But I am having trouble testing my code on some directed acyclic graphs. The test graphs should be large, and (obviously) acyclic.
I tried a lot to write code for generating acyclic directed graphs. But I failed every time.
Is there some existing method to generate acyclic directed graphs I could use?
I cooked up a C program that does this. The key is to 'rank' the nodes, and only draw edges from lower ranked nodes to higher ranked ones.
The program I wrote prints in the DOT language.
Here is the code itself, with comments explaining what it means:
#include <stdio.h>
#include <stdlib.h>
#include <time.h>
#define MIN_PER_RANK 1 /* Nodes/Rank: How 'fat' the DAG should be. */
#define MAX_PER_RANK 5
#define MIN_RANKS 3 /* Ranks: How 'tall' the DAG should be. */
#define MAX_RANKS 5
#define PERCENT 30 /* Chance of having an Edge. */
int main (void)
{
int i, j, k,nodes = 0;
srand (time (NULL));
int ranks = MIN_RANKS
+ (rand () % (MAX_RANKS - MIN_RANKS + 1));
printf ("digraph {\n");
for (i = 0; i < ranks; i++)
{
/* New nodes of 'higher' rank than all nodes generated till now. */
int new_nodes = MIN_PER_RANK
+ (rand () % (MAX_PER_RANK - MIN_PER_RANK + 1));
/* Edges from old nodes ('nodes') to new ones ('new_nodes'). */
for (j = 0; j < nodes; j++)
for (k = 0; k < new_nodes; k++)
if ( (rand () % 100) < PERCENT)
printf (" %d -> %d;\n", j, k + nodes); /* An Edge. */
nodes += new_nodes; /* Accumulate into old node set. */
}
printf ("}\n");
return 0;
}
And here is the graph generated from a test run:
The answer to https://mathematica.stackexchange.com/questions/608/how-to-generate-random-directed-acyclic-graphs applies: if you have a adjacency matrix representation of the edges of your graph, then if the matrix is lower triangular, it's a DAG by necessity.
A similar approach would be to take an arbitrary ordering of your nodes, and then consider edges from node x to y only when x < y. That constraint should also get your DAGness by construction. Memory comparison would be one arbitrary way to order your nodes if you're using structs to represent nodes.
Basically, the pseudocode would be something like:
for(i = 0; i < N; i++) {
for (j = i+1; j < N; j++) {
maybePutAnEdgeBetween(i, j);
}
}
where N is the number of nodes in your graph.

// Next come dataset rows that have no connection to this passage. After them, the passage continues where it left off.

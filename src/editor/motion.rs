//! Cursor motion: single-cell moves, row wrapping, and word scans.

use super::Editor;
use crate::buffer::Row;
use crate::input::Key;

impl Editor {
    /// Apply one motion key.
    ///
    /// Left/right move within the row and wrap at the row boundaries;
    /// up/down change the row only, with `cy` allowed to sit one past the
    /// last row. Keys with no motion binding (`b`/`B` arrive here too)
    /// fall through, and every path ends with the end-of-row snap.
    pub(super) fn move_cursor(&mut self, key: Key) {
        match key {
            Key::Up | Key::Char(b'k') => {
                if self.cy != 0 {
                    self.cy -= 1;
                }
            }
            Key::Down | Key::Char(b'j') => {
                if self.cy < self.buffer.len() {
                    self.cy += 1;
                }
            }
            Key::Left | Key::Char(b'h') => {
                if self.cx != 0 {
                    self.cx -= 1;
                } else if self.cy > 0 {
                    // Wrap to the end of the previous row.
                    self.cy -= 1;
                    self.cx = self.buffer.row(self.cy).map_or(0, Row::len);
                }
            }
            Key::Right | Key::Char(b'l') => {
                if let Some(row) = self.buffer.row(self.cy) {
                    if self.cx < row.len() {
                        self.cx += 1;
                    } else if self.cx == row.len() {
                        // Wrap to the start of the next row.
                        self.cy += 1;
                        self.cx = 0;
                    }
                }
            }
            Key::Char(c @ (b'w' | b'W' | b'e' | b'E')) => self.word_motion(c),
            _ => {}
        }

        // Snap to the end of the destination row; a cursor past the last
        // row has no row to index and sits at column 0.
        let rowlen = self.buffer.row(self.cy).map_or(0, Row::len);
        if self.cx > rowlen {
            self.cx = rowlen;
        }
    }

    /// Word motion scan.
    ///
    /// Steps past the current run of non-space bytes; the scan position is
    /// advanced before the terminators are examined, so the cursor lands
    /// one past the space that ends a run, and the punctuation probe for
    /// the lowercase variants looks one byte ahead of the position just
    /// consumed — at the end of the row that probe reads nothing and the
    /// scan simply stops. `w`/`W` then skip trailing spaces, and a scan
    /// that exhausts the row advances to column 0 of the next row.
    fn word_motion(&mut self, key: u8) {
        let Some(row) = self.buffer.row(self.cy) else {
            return;
        };
        let bytes = row.content();
        let size = row.len();

        if key == b'W' || key == b'E' {
            while self.cx < size {
                let space = bytes[self.cx].is_ascii_whitespace();
                self.cx += 1;
                if space {
                    break;
                }
            }
        } else {
            while self.cx < size {
                let space = bytes[self.cx].is_ascii_whitespace();
                self.cx += 1;
                if space {
                    break;
                }
                if bytes.get(self.cx).is_some_and(|b| b.is_ascii_punctuation()) {
                    break;
                }
            }
        }

        if key == b'W' || key == b'w' {
            while self.cx < size && bytes[self.cx] == b' ' {
                self.cx += 1;
            }
        }

        if self.cx >= size {
            self.cy += 1;
            self.cx = 0;
        }
    }
}

#[cfg(test)]
mod tests {
    use super::super::Editor;
    use crate::input::Key;

    fn editor(lines: &[&[u8]]) -> Editor {
        let mut editor = Editor::new(24, 80);
        for line in lines {
            editor.buffer_mut().append_row(line);
        }
        editor
    }

    #[test]
    fn test_vertical_clamps() {
        let mut editor = editor(&[]);
        editor.move_cursor(Key::Down);
        assert_eq!(editor.cursor(), (0, 0));
        editor.move_cursor(Key::Up);
        assert_eq!(editor.cursor(), (0, 0));
    }

    #[test]
    fn test_down_stops_one_past_last_row() {
        let mut editor = editor(&[b"a", b"b", b"c"]);
        for _ in 0..5 {
            editor.move_cursor(Key::Down);
        }
        assert_eq!(editor.cursor(), (0, 3));
    }

    #[test]
    fn test_left_wraps_to_previous_row_end() {
        let mut editor = editor(&[b"abc", b"de"]);
        editor.cy = 1;
        editor.move_cursor(Key::Left);
        assert_eq!(editor.cursor(), (3, 0));
    }

    #[test]
    fn test_right_wraps_to_next_row_start() {
        let mut editor = editor(&[b"ab", b"cd"]);
        editor.cx = 2;
        editor.move_cursor(Key::Right);
        assert_eq!(editor.cursor(), (0, 1));
    }

    #[test]
    fn test_right_at_end_of_buffer_row_is_allowed_past_last_char() {
        let mut editor = editor(&[b"ab"]);
        editor.move_cursor(Key::Right);
        editor.move_cursor(Key::Right);
        assert_eq!(editor.cursor(), (2, 0));
        // One more wraps past the final row.
        editor.move_cursor(Key::Right);
        assert_eq!(editor.cursor(), (0, 1));
    }

    #[test]
    fn test_column_snaps_on_row_change() {
        let mut editor = editor(&[b"a long row", b"x"]);
        editor.cx = 8;
        editor.move_cursor(Key::Down);
        assert_eq!(editor.cursor(), (1, 1));
    }

    #[test]
    fn test_hjkl_aliases() {
        let mut editor = editor(&[b"ab", b"cd"]);
        editor.move_cursor(Key::Char(b'l'));
        assert_eq!(editor.cursor(), (1, 0));
        editor.move_cursor(Key::Char(b'j'));
        assert_eq!(editor.cursor(), (1, 1));
        editor.move_cursor(Key::Char(b'h'));
        assert_eq!(editor.cursor(), (0, 1));
        editor.move_cursor(Key::Char(b'k'));
        assert_eq!(editor.cursor(), (0, 0));
    }

    #[test]
    fn test_word_motion_lands_past_the_space() {
        let mut editor = editor(&[b"one two"]);
        editor.move_cursor(Key::Char(b'W'));
        // The scan consumes "one" and the space that ends it.
        assert_eq!(editor.cursor(), (4, 0));
    }

    #[test]
    fn test_word_motion_w_skips_trailing_spaces() {
        let mut editor = editor(&[b"one   two"]);
        editor.move_cursor(Key::Char(b'w'));
        assert_eq!(editor.cursor(), (6, 0));
    }

    #[test]
    fn test_lowercase_word_motion_stops_at_punctuation() {
        let mut editor = editor(&[b"ab,cd ef"]);
        editor.move_cursor(Key::Char(b'e'));
        // The probe sees the comma one byte ahead after consuming `b`.
        assert_eq!(editor.cursor(), (2, 0));
    }

    #[test]
    fn test_uppercase_word_motion_ignores_punctuation() {
        let mut editor = editor(&[b"ab,cd ef"]);
        editor.move_cursor(Key::Char(b'E'));
        assert_eq!(editor.cursor(), (6, 0));
    }

    #[test]
    fn test_word_motion_at_row_end_advances_to_next_row() {
        // The scan reaches the last byte without indexing out of bounds
        // and rolls over to the next row.
        let mut editor = editor(&[b"word", b"next"]);
        editor.move_cursor(Key::Char(b'w'));
        assert_eq!(editor.cursor(), (0, 1));
    }

    #[test]
    fn test_word_motion_from_last_character() {
        let mut editor = editor(&[b"abc", b"next"]);
        editor.cx = 2;
        editor.move_cursor(Key::Char(b'w'));
        assert_eq!(editor.cursor(), (0, 1));
    }

    #[test]
    fn test_word_motion_on_last_row_moves_past_buffer() {
        let mut editor = editor(&[b"end"]);
        editor.move_cursor(Key::Char(b'w'));
        assert_eq!(editor.cursor(), (0, 1));
    }

    #[test]
    fn test_word_motion_past_last_row_is_inert() {
        let mut editor = editor(&[b"end"]);
        editor.cy = 1;
        editor.move_cursor(Key::Char(b'w'));
        assert_eq!(editor.cursor(), (0, 1));
    }

    #[test]
    fn test_b_keys_only_snap() {
        let mut editor = editor(&[b"abc"]);
        editor.cx = 2;
        editor.move_cursor(Key::Char(b'b'));
        assert_eq!(editor.cursor(), (2, 0));
        editor.move_cursor(Key::Char(b'B'));
        assert_eq!(editor.cursor(), (2, 0));
    }
}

The pseudocode suggests that the number of potential DAGs, given N nodes, is
2^(n*(n-1)/2),
since there are
n*(n-1)/2
ordered pairs ("N choose 2"), and we can choose either to have the edge between them or not.
So, to try to put all these reasonable answers together:
(In the following, I used V for the number of vertices in the generated graph, and E for the number of edges, and we assume that E ≤ V(V-1)/2.)
Personally, I think the most useful answer is in a comment, by Flavius, who points at the code at http://condor.depaul.edu/rjohnson/source/graph_ge.c. That code is really simple, and it's conveniently described by a comment, which I reproduce:
To generate a directed acyclic graph, we first
generate a random permutation dag[0],...,dag[v-1].
(v = number of vertices.)
This random permutation serves as a topological
sort of the graph. We then generate random edges of the
form (dag[i],dag[j]) with i < j.
In fact, what the code does is generate the request number of edges by repeatedly doing the following:
generate two numbers in the range [0, V);
reject them if they're equal;
swap them if the first is larger;
reject them if it has generated them before.
The problem with this solution is that as E gets closes to the maximum number of edges V(V-1)/2, then the algorithm becomes slower and slower, because it has to reject more and more edges. A better solution would be to make a vector of all V(V-1)/2 possible edges; randomly shuffle it; and select the first (requested edges) edges in the shuffled list.
The reservoir sampling algorithm lets us do this in space O(E), since we can deduce the endpoints of the kth edge from the value of k. Consequently, we don't actually have to create the source vector. However, it still requires O(V2) time.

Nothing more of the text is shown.